Give the number of lines in the data below where the word "reserved" appears, and nothing besides.

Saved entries
◇ ◇ ◇ ◇ ◇ ◇ ◇

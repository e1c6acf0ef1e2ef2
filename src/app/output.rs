//! Standard output for query answers
//!
//! Logs go to a file; stdout carries nothing but answers, one per line, so
//! scripts can read them.

use std::io::{self, Write};

use solo_core::prelude::*;

pub fn print_answer(answer: &str) {
    let mut stdout = io::stdout().lock();
    if let Err(e) = writeln!(stdout, "{}", answer).and_then(|_| stdout.flush()) {
        error!("Failed to write answer to stdout: {}", e);
    }
}
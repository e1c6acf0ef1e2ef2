//! Headless owner mode
//!
//! The first instance has no media engine attached. It keeps a
//! [`HeadlessPlayer`] that tracks what a real player would, applies its own
//! command line to it and then serves remote commands from later
//! instances.

pub mod player;
pub mod runner;

pub use player::{AspectRatio, HeadlessPlayer, PlayerState};
pub use runner::run_owner;
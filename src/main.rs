//! solo - single-instance media player launcher and remote control
//!
//! This is the binary entry point. All logic lives in the library.

use std::path::PathBuf;
use std::process::ExitCode;

use clap::Parser;
use solo::Invocation;
use solo_core::{ArbitrationStage, Error};
use solo_remote::RemoteOptions;

/// solo - play media, or tell the already running player what to do
#[derive(Parser, Debug)]
#[command(name = "solo")]
#[command(about = "Single-instance media player launcher and remote control", long_about = None)]
struct Args {
    /// Files or URLs to play
    #[arg(value_name = "FILES")]
    files: Vec<String>,

    /// Tell any running player to toggle between play and pause
    #[arg(long)]
    play_pause: bool,

    /// Tell any running player to play
    #[arg(long)]
    play: bool,

    /// Tell any running player to pause
    #[arg(long)]
    pause: bool,

    /// Tell any running player to skip to the next track
    #[arg(long)]
    next: bool,

    /// Tell any running player to skip to the previous track
    #[arg(long)]
    previous: bool,

    /// Tell any running player to seek forward
    #[arg(long)]
    seek_fwd: bool,

    /// Tell any running player to seek backward
    #[arg(long)]
    seek_bwd: bool,

    /// Tell any running player to raise the volume
    #[arg(long)]
    volume_up: bool,

    /// Tell any running player to lower the volume
    #[arg(long)]
    volume_down: bool,

    /// Tell any running player to mute or unmute
    #[arg(long)]
    mute: bool,

    /// Tell any running player to toggle fullscreen
    #[arg(long)]
    fullscreen: bool,

    /// Quit any running player
    #[arg(long)]
    quit: bool,

    /// Enqueue FILES instead of replacing the playlist
    #[arg(long)]
    enqueue: bool,

    /// Replace the playlist with FILES
    #[arg(long)]
    replace: bool,

    /// Print what the running player is playing
    #[arg(long)]
    print_playing: bool,

    /// Print the running player's volume, in percent
    #[arg(long)]
    print_volume: bool,

    /// Use this directory instead of the platform config directory
    #[arg(long, value_name = "DIR")]
    config_dir: Option<PathBuf>,
}

impl Args {
    fn into_invocation(self) -> Invocation {
        let options = RemoteOptions {
            play_pause: self.play_pause,
            play: self.play,
            pause: self.pause,
            next: self.next,
            previous: self.previous,
            seek_fwd: self.seek_fwd,
            seek_bwd: self.seek_bwd,
            volume_up: self.volume_up,
            volume_down: self.volume_down,
            mute: self.mute,
            fullscreen: self.fullscreen,
            quit: self.quit,
            enqueue: self.enqueue,
            replace: self.replace,
            print_playing: self.print_playing,
            print_volume: self.print_volume,
            files: self.files,
        };

        Invocation {
            options,
            config_dir: self.config_dir,
            cwd: std::env::current_dir().unwrap_or_else(|_| PathBuf::from(".")),
        }
    }
}

#[tokio::main]
async fn main() -> ExitCode {
    let args = Args::parse();

    match solo::run(args.into_invocation()).await {
        Ok(_) => ExitCode::SUCCESS,
        Err(e) => {
            eprintln!("could not start or reach the player: {}", describe(&e));
            ExitCode::FAILURE
        }
    }
}

fn describe(error: &Error) -> String {
    match error {
        Error::EndpointUnavailable {
            path,
            stage: ArbitrationStage::FreshBind,
            reason,
        } => format!("could not create {} ({})", path.display(), reason),
        Error::EndpointUnavailable {
            path,
            stage: ArbitrationStage::StaleRecovery,
            reason,
        } => format!(
            "{} was left behind by a previous player and could not be replaced ({})",
            path.display(),
            reason
        ),
        Error::EndpointUnavailable {
            path,
            stage: ArbitrationStage::Connect,
            reason,
        } => format!(
            "a player is running at {} but did not answer ({})",
            path.display(),
            reason
        ),
        other => other.to_string(),
    }
}
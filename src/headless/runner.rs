//! Owner runner: apply our own command line, then serve remote commands

use std::path::Path;

use solo_core::prelude::*;
use solo_remote::{
    playing_reply, volume_reply, Dispatcher, Opcode, PlayerControl, RemoteOptions, Settings,
};
use solo_transport::{Owner, StatsSnapshot};

use super::player::HeadlessPlayer;
use crate::app::output::print_answer;
use crate::app::signals;

/// Run as the first instance until `quit` or a termination signal.
///
/// The rendezvous socket is removed when `owner` is dropped on return.
pub async fn run_owner(
    owner: Owner,
    settings: &Settings,
    options: &RemoteOptions,
    cwd: &Path,
) -> Result<StatsSnapshot> {
    let player = HeadlessPlayer::new(settings.player.clone());

    for answer in apply_command_line(&player, options, cwd).await? {
        print_answer(&answer);
    }
    if options.is_query_only() {
        info!("Only queries were asked and no player was running");
        return Ok(StatsSnapshot::default());
    }
    if player.quit_requested() {
        info!("Quit given on the command line, not serving");
        return Ok(StatsSnapshot::default());
    }

    let dispatcher = Dispatcher::new(player.clone(), settings.remote.batch_policy);
    let shutdown = async move {
        tokio::select! {
            _ = player.wait_for_quit() => {}
            result = signals::wait_for_signal() => {
                if let Err(e) = result {
                    // Without signal handling only `quit` can stop us.
                    error!("Signal handler error: {}", e);
                    player.wait_for_quit().await;
                }
            }
        }
    };

    let stats = owner
        .serve(dispatcher, shutdown)
        .await
        .context("Owner stopped serving")?;
    info!(
        "Served {} connection(s), {} record(s), {} truncated, {} aborted",
        stats.accepted, stats.records, stats.truncated, stats.aborted
    );
    Ok(stats)
}

/// Apply our own command line to `player`, then answer its queries.
///
/// Nobody else is running, so the answers describe the player after our
/// own files and toggles took effect.
pub(crate) async fn apply_command_line(
    player: &HeadlessPlayer,
    options: &RemoteOptions,
    cwd: &Path,
) -> Result<Vec<String>> {
    if !options.is_query_only() {
        for command in options.commands(cwd)? {
            if let Err(e) = player.apply(&command).await {
                warn!("Could not apply '{}' from the command line: {}", command, e);
            }
        }
    }

    let mut answers = Vec::new();
    for query in options.queries() {
        answers.push(match query {
            Opcode::ShowPlaying => playing_reply(player.now_playing().await),
            _ => volume_reply(player.volume().await),
        });
    }
    Ok(answers)
}
//! Core domain types shared by the transport and remote-command layers

use std::fmt;

/// Which side of the rendezvous endpoint this process ended up on.
#[derive(Debug, Clone, Copy, PartialEq, Eq, Hash)]
pub enum Role {
    /// First instance: holds the listening endpoint.
    Owner,
    /// Later instance: connected to the owner, forwards its commands and exits.
    Caller,
}

impl Role {
    pub fn is_owner(&self) -> bool {
        matches!(self, Role::Owner)
    }
}

impl fmt::Display for Role {
    fn fmt(&self, f: &mut fmt::Formatter<'_>) -> fmt::Result {
        match self {
            Role::Owner => write!(f, "owner"),
            Role::Caller => write!(f, "caller"),
        }
    }
}

/// The arbitration step that failed when no role could be taken.
#[derive(Debug, Clone, Copy, PartialEq, Eq, Hash)]
pub enum ArbitrationStage {
    /// No socket existed and binding a new one failed.
    FreshBind,
    /// A socket existed, nobody answered, and re-binding after removing it failed.
    StaleRecovery,
    /// A socket existed and is alive, but the owner would not take the connection.
    Connect,
}

impl fmt::Display for ArbitrationStage {
    fn fmt(&self, f: &mut fmt::Formatter<'_>) -> fmt::Result {
        match self {
            ArbitrationStage::FreshBind => write!(f, "could not create listener"),
            ArbitrationStage::StaleRecovery => {
                write!(f, "stale endpoint could not be replaced")
            }
            ArbitrationStage::Connect => write!(f, "running owner could not be reached"),
        }
    }
}

/// Lifecycle of a connection value.
///
/// `{Listening | Connected} → Closed`. There is no value before arbitration
/// has picked a role. A listening owner alternates between idle and
/// servicing while connections come and go.
#[derive(Debug, Clone, Copy, PartialEq, Eq)]
pub enum ConnectionState {
    Listening {
        /// Accepted connections currently being read or answered.
        active: usize,
    },
    Connected,
    Closed,
}

impl ConnectionState {
    pub fn is_idle(&self) -> bool {
        matches!(self, ConnectionState::Listening { active: 0 })
    }

    pub fn is_servicing(&self) -> bool {
        matches!(self, ConnectionState::Listening { active } if *active > 0)
    }
}
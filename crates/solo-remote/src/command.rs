//! Remote command wire format
//!
//! A command travels as one record of text: a three-digit zero-padded
//! opcode, one space, then the argument (possibly empty). `quit` is
//! therefore `"012 "` and `enqueue` of a file is `"013 file:///a.mp4"`.

use std::fmt;

use solo_core::prelude::*;
use solo_transport::validate_record;

/// Width of the zero-padded opcode field.
const CODE_WIDTH: usize = 3;

/// The closed set of remote commands.
///
/// Discriminants are the wire codes. Code `000` is reserved and never
/// produced or accepted.
#[derive(Debug, Clone, Copy, PartialEq, Eq, Hash)]
#[repr(u16)]
pub enum Opcode {
    Play = 1,
    Pause = 2,
    Stop = 3,
    PlayPause = 4,
    Next = 5,
    Previous = 6,
    SeekForward = 7,
    SeekBackward = 8,
    VolumeUp = 9,
    VolumeDown = 10,
    Fullscreen = 11,
    Quit = 12,
    Enqueue = 13,
    Replace = 14,
    Show = 15,
    ToggleControls = 16,
    ShowPlaying = 17,
    ShowVolume = 18,
    Up = 19,
    Down = 20,
    Left = 21,
    Right = 22,
    Select = 23,
    DvdMenu = 24,
    ZoomUp = 25,
    ZoomDown = 26,
    Eject = 27,
    PlayDvd = 28,
    Mute = 29,
    ToggleAspectRatio = 30,
    NextAngle = 31,
}

impl Opcode {
    /// Every opcode, in code order.
    pub const ALL: [Opcode; 31] = [
        Opcode::Play,
        Opcode::Pause,
        Opcode::Stop,
        Opcode::PlayPause,
        Opcode::Next,
        Opcode::Previous,
        Opcode::SeekForward,
        Opcode::SeekBackward,
        Opcode::VolumeUp,
        Opcode::VolumeDown,
        Opcode::Fullscreen,
        Opcode::Quit,
        Opcode::Enqueue,
        Opcode::Replace,
        Opcode::Show,
        Opcode::ToggleControls,
        Opcode::ShowPlaying,
        Opcode::ShowVolume,
        Opcode::Up,
        Opcode::Down,
        Opcode::Left,
        Opcode::Right,
        Opcode::Select,
        Opcode::DvdMenu,
        Opcode::ZoomUp,
        Opcode::ZoomDown,
        Opcode::Eject,
        Opcode::PlayDvd,
        Opcode::Mute,
        Opcode::ToggleAspectRatio,
        Opcode::NextAngle,
    ];

    pub fn code(self) -> u16 {
        self as u16
    }

    pub fn from_code(code: u16) -> Option<Self> {
        Self::ALL.iter().copied().find(|op| op.code() == code)
    }

    /// Stable kebab-case name, used in logs and error messages.
    pub fn name(self) -> &'static str {
        match self {
            Opcode::Play => "play",
            Opcode::Pause => "pause",
            Opcode::Stop => "stop",
            Opcode::PlayPause => "play-pause",
            Opcode::Next => "next",
            Opcode::Previous => "previous",
            Opcode::SeekForward => "seek-forward",
            Opcode::SeekBackward => "seek-backward",
            Opcode::VolumeUp => "volume-up",
            Opcode::VolumeDown => "volume-down",
            Opcode::Fullscreen => "fullscreen",
            Opcode::Quit => "quit",
            Opcode::Enqueue => "enqueue",
            Opcode::Replace => "replace",
            Opcode::Show => "show",
            Opcode::ToggleControls => "toggle-controls",
            Opcode::ShowPlaying => "show-playing",
            Opcode::ShowVolume => "show-volume",
            Opcode::Up => "up",
            Opcode::Down => "down",
            Opcode::Left => "left",
            Opcode::Right => "right",
            Opcode::Select => "select",
            Opcode::DvdMenu => "dvd-menu",
            Opcode::ZoomUp => "zoom-up",
            Opcode::ZoomDown => "zoom-down",
            Opcode::Eject => "eject",
            Opcode::PlayDvd => "play-dvd",
            Opcode::Mute => "mute",
            Opcode::ToggleAspectRatio => "toggle-aspect-ratio",
            Opcode::NextAngle => "next-angle",
        }
    }

    /// Enqueue and replace carry a URL or path and are useless without one.
    pub fn takes_argument(self) -> bool {
        self.is_playlist()
    }

    /// Opcodes that add to or reset the playlist.
    pub fn is_playlist(self) -> bool {
        matches!(self, Opcode::Enqueue | Opcode::Replace)
    }

    /// Opcodes answered with a reply record.
    pub fn is_query(self) -> bool {
        matches!(self, Opcode::ShowPlaying | Opcode::ShowVolume)
    }
}

impl fmt::Display for Opcode {
    fn fmt(&self, f: &mut fmt::Formatter<'_>) -> fmt::Result {
        f.write_str(self.name())
    }
}

/// One remote command: an opcode and its optional argument.
///
/// Constructed only through checked constructors, so a `Command` value
/// always encodes to a valid record: no NUL in the argument, and playlist
/// opcodes always carry a non-empty one. An empty argument is stored as
/// `None`.
#[derive(Debug, Clone, PartialEq, Eq)]
pub struct Command {
    opcode: Opcode,
    argument: Option<String>,
}

impl Command {
    /// A command without argument.
    pub fn new(opcode: Opcode) -> Result<Self> {
        if opcode.takes_argument() {
            return Err(Error::MissingArgument {
                opcode: opcode.name(),
            });
        }
        Ok(Self {
            opcode,
            argument: None,
        })
    }

    /// A command with an argument. An empty argument counts as none.
    pub fn with_argument(opcode: Opcode, argument: impl Into<String>) -> Result<Self> {
        let argument = argument.into();
        validate_record(argument.as_bytes())?;

        if argument.is_empty() {
            return Self::new(opcode);
        }
        Ok(Self {
            opcode,
            argument: Some(argument),
        })
    }

    pub fn enqueue(url: impl Into<String>) -> Result<Self> {
        Self::with_argument(Opcode::Enqueue, url)
    }

    pub fn replace(url: impl Into<String>) -> Result<Self> {
        Self::with_argument(Opcode::Replace, url)
    }

    pub fn opcode(&self) -> Opcode {
        self.opcode
    }

    pub fn argument(&self) -> Option<&str> {
        self.argument.as_deref()
    }

    /// Wire text: `"%03d %s"`.
    pub fn encode(&self) -> String {
        format!(
            "{:0width$} {}",
            self.opcode.code(),
            self.argument.as_deref().unwrap_or(""),
            width = CODE_WIDTH
        )
    }

    /// Parse one record.
    ///
    /// Requires exactly three ASCII digits, exactly one space, and valid
    /// UTF-8 for the rest. Unknown or reserved codes are rejected.
    pub fn decode(record: &[u8]) -> Result<Self> {
        if record.len() < CODE_WIDTH + 1 {
            return Err(Error::protocol(format!(
                "record too short for a command ({} bytes)",
                record.len()
            )));
        }

        let (digits, rest) = record.split_at(CODE_WIDTH);
        if !digits.iter().all(u8::is_ascii_digit) {
            return Err(Error::protocol("opcode field is not three digits"));
        }
        if rest[0] != b' ' {
            return Err(Error::protocol("missing space after opcode"));
        }

        let code = digits
            .iter()
            .fold(0u16, |acc, d| acc * 10 + u16::from(d - b'0'));
        let opcode = Opcode::from_code(code).ok_or(Error::UnknownOpcode { code })?;

        let argument = std::str::from_utf8(&rest[1..])
            .map_err(|e| Error::protocol(format!("argument is not UTF-8: {}", e)))?;

        Self::with_argument(opcode, argument)
    }
}

impl fmt::Display for Command {
    fn fmt(&self, f: &mut fmt::Formatter<'_>) -> fmt::Result {
        match &self.argument {
            Some(arg) => write!(f, "{} {}", self.opcode, arg),
            None => write!(f, "{}", self.opcode),
        }
    }
}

◇ ◇ ◇ ◇ ◇ ◇ ◇

Exercise result
2